The measures derived from imaginary coherence give us an estimate of global functional connectivity at each voxel, or the mean connectivity at each voxel between that region and the rest of the brain (46). In the alpha range, robust global connectivity across functionally critical brain regions was present in both groups (Figure 1a). The areas that show the maximal global connectivity include regions of parietal, temporal and occipital cortices, including occipital and parietal regions along the midline such as the cuneus and pre-cuneus (Figure 1a).

Figure 1
Global connectivity maps (GCMs) and data from a group comparison (non-parametric unpaired t-test) between patient and control GCMs. (A) In both the SZ and HC group, strong alpha imaginary coherence is seen in the GCMs in the posterior regions of the brain. ...

A direct comparison between the global connectivity maps in the SZ and HC groups (Figure 1b) reveals regions that show relative changes in connectivity patterns in patients with schizophrenia.

Increases in functional connectivity in the SZ group were restricted to a region of the occipital lobe, as well as right pre-frontal cortex (Figure 1b, in red). Greater global connectivity scores in the SZ patients (p<0.05, 10% FDR correction) were observed near the medial occipital gyrus (MOG; Figure 1b) in the left hemisphere in Brodmann’s Area (BA) 19 (Table 1). SZ subjects also showed an overall increase in connectivity in the right inferior frontal gyrus (IFG; Figure 1b), near BA45 (Table 1; p<0.05; 10% FDR).

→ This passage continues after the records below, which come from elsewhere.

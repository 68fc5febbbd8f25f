//! State machine module - Replay name histories as lifecycle events

pub mod covenant;
pub mod event;
pub mod replay;

// Re-export key types
pub use covenant::{CovenantEvents, covenant_events};
pub use event::{ClassifiedEvent, LifecycleEvent, TerminalNotice};
pub use replay::{EventEntry, NameReport, NameStatus, replay, replay_entry};
//! Lifecycle event representation

use crate::indexer::{ActionKind, ActionRecord, HistoryRecord};
use serde::{Deserialize, Serialize};
use std::fmt;

/// Semantic event derived from a covenant transition
#[derive(Debug, Clone, Copy, PartialEq, Eq, Serialize, Deserialize)]
#[serde(tag = "type", rename_all = "snake_case")]
pub enum LifecycleEvent {
    /// First bid of an auction, carrying the claim height
    Rollout { claim_height: u64 },
    Bid { amount: Option<u64> },
    Transfer,
    /// A bid followed by a transfer: the auction was won and the space claimed
    Register,
}

impl LifecycleEvent {
    pub fn name(&self) -> &'static str {
        match self {
            LifecycleEvent::Rollout { .. } => "Rollout",
            LifecycleEvent::Bid { .. } => "Bid",
            LifecycleEvent::Transfer => "Transfer",
            LifecycleEvent::Register => "Register",
        }
    }
}

impl fmt::Display for LifecycleEvent {
    fn fmt(&self, f: &mut fmt::Formatter) -> fmt::Result {
        match self {
            LifecycleEvent::Rollout { claim_height } => {
                write!(f, "Rollout (claim height {})", claim_height)
            }
            LifecycleEvent::Bid { amount: Some(amount) } => write!(f, "Bid: {} sats", amount),
            LifecycleEvent::Bid { amount: None } => write!(f, "Bid: unknown amount"),
            other => write!(f, "{}", other.name()),
        }
    }
}

/// An event together with the record that produced it
#[derive(Debug, Clone, Copy, PartialEq)]
pub struct ClassifiedEvent<'a> {
    pub event: LifecycleEvent,
    pub record: &'a HistoryRecord,
}

/// Notice reported instead of events for a terminal entry
#[derive(Debug, Clone, PartialEq, Eq, Serialize, Deserialize)]
#[serde(tag = "type", content = "action", rename_all = "snake_case")]
pub enum TerminalNotice {
    Revoked,
    Rejected,
    Other(String),
}

impl From<&ActionRecord> for TerminalNotice {
    fn from(record: &ActionRecord) -> Self {
        match &record.action {
            ActionKind::Revoke => TerminalNotice::Revoked,
            ActionKind::Reject => TerminalNotice::Rejected,
            ActionKind::Other(tag) => TerminalNotice::Other(tag.clone()),
        }
    }
}

impl fmt::Display for TerminalNotice {
    fn fmt(&self, f: &mut fmt::Formatter) -> fmt::Result {
        match self {
            TerminalNotice::Revoked => write!(f, "Revoked"),
            TerminalNotice::Rejected => write!(f, "Rejected"),
            TerminalNotice::Other(tag) => write!(f, "Action: {}", tag),
        }
    }
}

Decreases in functional connectivity in the SZ group were found in multiple areas of the frontal and temporal lobes (Figure 1b, in blue). In the left hemisphere, decreased global connectivity values in SZ subjects were seen in BA6 and BA9 in left middle frontal gyrus (MFG; p<0.05, 10% FDR), and a region of left precentral gyrus extending ventrally to the upper bank of the sylvian fissure (Pre-CG; p<0.05, 10% FDR). In the right hemisphere, decreased connectivity (p<0.05, 10% FDR) was found over the superior temporal gyrus (STG; Table 1).

Correlation: Global Connectivity Measures and Clinical Symptom Severity

For ratings of positive symptoms, the SZ participants recruited for this study fell within the range of absent to moderate-severe (1-5.5) on the PANSS-E. A significant negative correlation was found between positive symptom ratings and global connectivity scores in the left inferior parietal lobe (r=−0.5511, p<0.01 5% FDR; Figure 2a). This region, in BA40 (Table 1), overlaps areas known to be involved in speech comprehension and production (57). A similar association between low global connectivity and high positive symptom ratings was identified in a region within the right anterior insula (BA13; overlapping areas of reduced connectivity in the group analysis) although this correlation was weak (r=−0.4792, p<0.05 uncorrected; Figure 2b).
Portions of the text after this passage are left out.